For many French people, Jacques Delors will remain above all the great architect of the European Union, the leader who was at the origin of the Euro and the European Single Market.

They also remember the politician, François Mitterrand’s economy minister, whose humility and modern conception of socialism led him to give up the race for the presidential election in 1995. “Either I lied to the country or I lied to the Socialists,” he explained, pointing to the gap between his project of reconciling solidarity a market economy and the incantatory, quasi-revolutionary discourse of the French Socialist Party.

His daughter, Martine Aubry, tried to take up the torch 17 years later, without success.

Delors’ realistic vision of socialism

For a generation of European activists who defined themselves as “left-wing,” Jacques Delors was above all one of the architects of European social democracy and of the “second French left” alongside Michel Rocard.

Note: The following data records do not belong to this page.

use grep::regex::RegexMatcher;
use grep::searcher::{Searcher, Sink, SinkMatch};
use std::error::Error;
use std::path::{Path, PathBuf};
use walkdir::WalkDir;

// Directories holding this crate's own Rust sources. Anything else under the
// package root (reference material, target output) is not subject to the policy.
const SOURCE_ROOTS: [&str; 4] = ["survival", "cli", "tests", "benches"];

const FORBIDDEN_COMMENT_WORDS: [&str; 14] = [
    "FIXED", "CORRECTED", "FIX", "FIXES", "NEW", "CHANGED", "CHANGES", "CHANGE", "MODIFIED",
    "MODIFIES", "MODIFY", "UPDATED", "UPDATES", "UPDATE",
];

// What a single policy scan looks for and how it explains a violation.
#[derive(Clone, Copy)]
enum Policy {
    UnderscorePrefix,
    ForbiddenWords,
    StarsInComments,
    UppercaseComments,
    AllowDeadCode,
}

impl Policy {
    fn pattern(self) -> String {
        match self {
            Policy::UnderscorePrefix => r"\b(_[a-zA-Z0-9_]+)\b".to_string(),
            Policy::ForbiddenWords => {
                format!(r"(//|/\*|///).*(?:{})", FORBIDDEN_COMMENT_WORDS.join("|"))
            }
            Policy::StarsInComments => r"(//|/\*).*\*\*".to_string(),
            Policy::UppercaseComments => r"(//|/\*|///).*".to_string(),
            Policy::AllowDeadCode => r"#\s*\[\s*allow\s*\(\s*dead_code\s*\)\s*\]".to_string(),
        }
    }

    fn headline(self) -> &'static str {
        match self {
            Policy::UnderscorePrefix => "underscore-prefixed variables",
            Policy::ForbiddenWords | Policy::StarsInComments => "forbidden comment patterns",
            Policy::UppercaseComments => "comments with all uppercase alphabetic characters",
            Policy::AllowDeadCode => "#[allow(dead_code)] attributes",
        }
    }

    fn advice(self) -> String {
        match self {
            Policy::UnderscorePrefix => "\n⚠️ Underscore-prefixed variable names are not allowed in this project.\n   Either use the variable (removing the underscore) or remove it completely.\n".to_string(),
            Policy::ForbiddenWords => format!(
                "\n⚠️ Comments containing {} are STRICTLY FORBIDDEN in this project.\n   Describe what the code does, not its history.\n",
                FORBIDDEN_COMMENT_WORDS
                    .iter()
                    .map(|word| format!("'{word}'"))
                    .collect::<Vec<_>>()
                    .join(", ")
            ),
            Policy::StarsInComments => "\n⚠️ The '**' pattern is not allowed in regular comments (but is allowed in doc comments).\n".to_string(),
            Policy::UppercaseComments => "\n⚠️ Comments where all alphabetic characters are uppercase are STRICTLY FORBIDDEN in this project.\n   STRONGLY CONSIDER deleting the comment completely.\n".to_string(),
            Policy::AllowDeadCode => "\n⚠️ #[allow(dead_code)] attributes are STRICTLY FORBIDDEN in this project.\n   Either use the code (removing the attribute) or remove it completely.\n".to_string(),
        }
    }

    // Policies that inspect comments do not apply to the build script itself.
    fn skips_build_script(self) -> bool {
        !matches!(self, Policy::UnderscorePrefix)
    }
}

// A custom "Sink" for the grep searcher. It collects every matching line of a
// single file that actually violates the policy being checked.
struct ViolationCollector {
    policy: Policy,
    violations: Vec<String>,
    file_path: PathBuf,
}

impl ViolationCollector {
    fn new(policy: Policy, file_path: &Path) -> Self {
        Self {
            policy,
            violations: Vec::new(),
            file_path: file_path.to_path_buf(),
        }
    }

    fn check_and_get_error_message(&self) -> Option<String> {
        if self.violations.is_empty() {
            return None;
        }

        let file_name = self.file_path.to_str().unwrap_or("?");
        let mut error_msg = format!(
            "\n❌ ERROR: Found {} {} in {}:\n",
            self.violations.len(),
            self.policy.headline(),
            file_name
        );
        for violation in &self.violations {
            error_msg.push_str(&format!("   {violation}\n"));
        }
        error_msg.push_str(&self.policy.advice());
        Some(error_msg)
    }

    fn is_violation(&self, line_text: &str) -> bool {
        match self.policy {
            Policy::UnderscorePrefix => !is_comment_or_string_match(line_text),
            Policy::ForbiddenWords | Policy::AllowDeadCode => true,
            Policy::StarsInComments => !is_doc_comment(line_text),
            Policy::UppercaseComments => comment_text(line_text).is_some_and(|text| {
                let alpha_chars: Vec<char> = text.chars().filter(|c| c.is_alphabetic()).collect();
                !alpha_chars.is_empty() && alpha_chars.iter().all(|c| c.is_uppercase())
            }),
        }
    }
}

// The `matched` method is called by the searcher for every line that matches the regex.
impl Sink for ViolationCollector {
    type Error = std::io::Error;

    fn matched(&mut self, _: &Searcher, mat: &SinkMatch) -> Result<bool, Self::Error> {
        let line_number = mat.line_number().unwrap_or(0);
        let line_text = std::str::from_utf8(mat.bytes()).unwrap_or("").trim_end();

        if self.is_violation(line_text) {
            self.violations.push(format!("{line_number}:{line_text}"));
        }

        // Keep searching for more matches in the same file.
        Ok(true)
    }
}

fn is_doc_comment(line: &str) -> bool {
    line.trim_start().starts_with("///")
}

// Underscore matches inside comments or string literals are not identifiers.
fn is_comment_or_string_match(line_text: &str) -> bool {
    if line_text.trim_start().starts_with("//") {
        return true;
    }
    line_text
        .split('"')
        .enumerate()
        .any(|(i, part)| i % 2 == 1 && part.contains('_'))
}

// Extracts the text of a comment line without its `//`, `///` or `/* */` markers.
fn comment_text(line_text: &str) -> Option<&str> {
    let trimmed = line_text.trim_start();
    if let Some(rest) = trimmed.strip_prefix("///") {
        return Some(rest.trim());
    }
    if let Some(rest) = trimmed.strip_prefix("//") {
        return Some(rest.trim());
    }
    let idx = line_text.find("/*")?;
    let body = &line_text[idx + 2..];
    Some(match body.find("*/") {
        Some(end) => body[..end].trim(),
        None => body.trim(),
    })
}

fn rust_sources() -> Vec<PathBuf> {
    let mut files = vec![PathBuf::from("build.rs")];
    for root in SOURCE_ROOTS {
        files.extend(
            WalkDir::new(root)
                .into_iter()
                .filter_map(|e| e.ok())
                .filter(|e| e.path().extension().is_some_and(|ext| ext == "rs"))
                .map(|e| e.into_path()),
        );
    }
    files
}

fn scan(policy: Policy, files: &[PathBuf]) -> Result<(), Box<dyn Error>> {
    let matcher = RegexMatcher::new_line_matcher(&policy.pattern())?;
    let mut searcher = Searcher::new();

    for path in files {
        if policy.skips_build_script() && path.file_name().is_some_and(|name| name == "build.rs") {
            continue;
        }
        let mut collector = ViolationCollector::new(policy, path);
        searcher.search_path(&matcher, path, &mut collector)?;

        if let Some(error_message) = collector.check_and_get_error_message() {
            return Err(error_message.into());
        }
    }
    Ok(())
}

fn main() {
    // Always rerun this script if the build script itself changes.
    println!("cargo:rerun-if-changed=build.rs");
    for root in SOURCE_ROOTS {
        println!("cargo:rerun-if-changed={root}");
    }

    let files = rust_sources();
    let policies = [
        Policy::UnderscorePrefix,
        Policy::ForbiddenWords,
        Policy::StarsInComments,
        Policy::UppercaseComments,
        Policy::AllowDeadCode,
    ];
    for policy in policies {
        if let Err(e) = scan(policy, &files) {
            // The `eprintln!` here is what shows the report in cargo's output.
            eprintln!("{e}");
            std::process::exit(1);
        }
    }
}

Rooted in Christian trade unionism but also in the legacy of Hannah Arendt and the personalism of Emmanuel Mounier, Jacques Delors’ socialist thought was marked by a certain conception of reform, social justice and the rejection of ideological posturing. He sought a third way between economic liberalism and totalitarian communism.

The social democracy of this great politician is above all that of dialogue and the social contract between employers and employees’ representatives. He combined budgetary rigor with aid to the most deprived. He believed that the best weapon against unemployment was lifelong learning. At both the national and European levels, he advocated negotiation between divergent interests and social contract rather than the myth of a grand soir, or revolution, that would overthrow all inequalities overnight.

What remains of this realist left? In today’s France, not much. During the last presidential election, in 2022, its natural candidate, Anne Hidalgo, mayor of Paris, former advisor to Martine Aubry, barely reached 2% while the radical left embodied by Jean-Luc Mélenchon galloped into 20.3%.

Some see the current French president, Emmanuel Macron, as Delors’ heir. Admittedly, the current occupant of the Elysée seeks to make the European Union a real power, but his mantra of following left- and right-inspired policy proposals “at the same time” does not find its source in the vision of a social market economy based on a culture of consensus. Macron’s “at the same time” is above all a tactical pragmatism that seeks to occupy the center-right.

Delors’ legacy of European integration

What remains of Jacques Delors’ vision at the European level?

The very glue that holds the European Union together today is Delors’ legacy. As president of the European Commission, Delors created the founding elements of the cohesion of the European Union as it is today. Alongside François Mitterrand and Helmut Kohl, his influence was decisive in the adoption of the 1987 Single European Act, which created the European single market, and then with the Maastricht Treaty, which set the eventual adoption of the single currency in motion. Indeed, it was at the European level that Delors was able to put his mantra into practice: “Competition that stimulates, cooperation that strengthens, solidarity that unites.”

In terms of solidarity, Delors was at the origin of the Cohesion Fund, which supports the enlargement of the EU by subsidizing less developed new entrants. He also championed the Erasmus university exchange program and the Fund to Assist the Most Deprived. These concrete achievements have proven wrong the detractors who claimed that the EU would be nothing more than a large liberal market whose policies would run counter to the priorities of European citizens.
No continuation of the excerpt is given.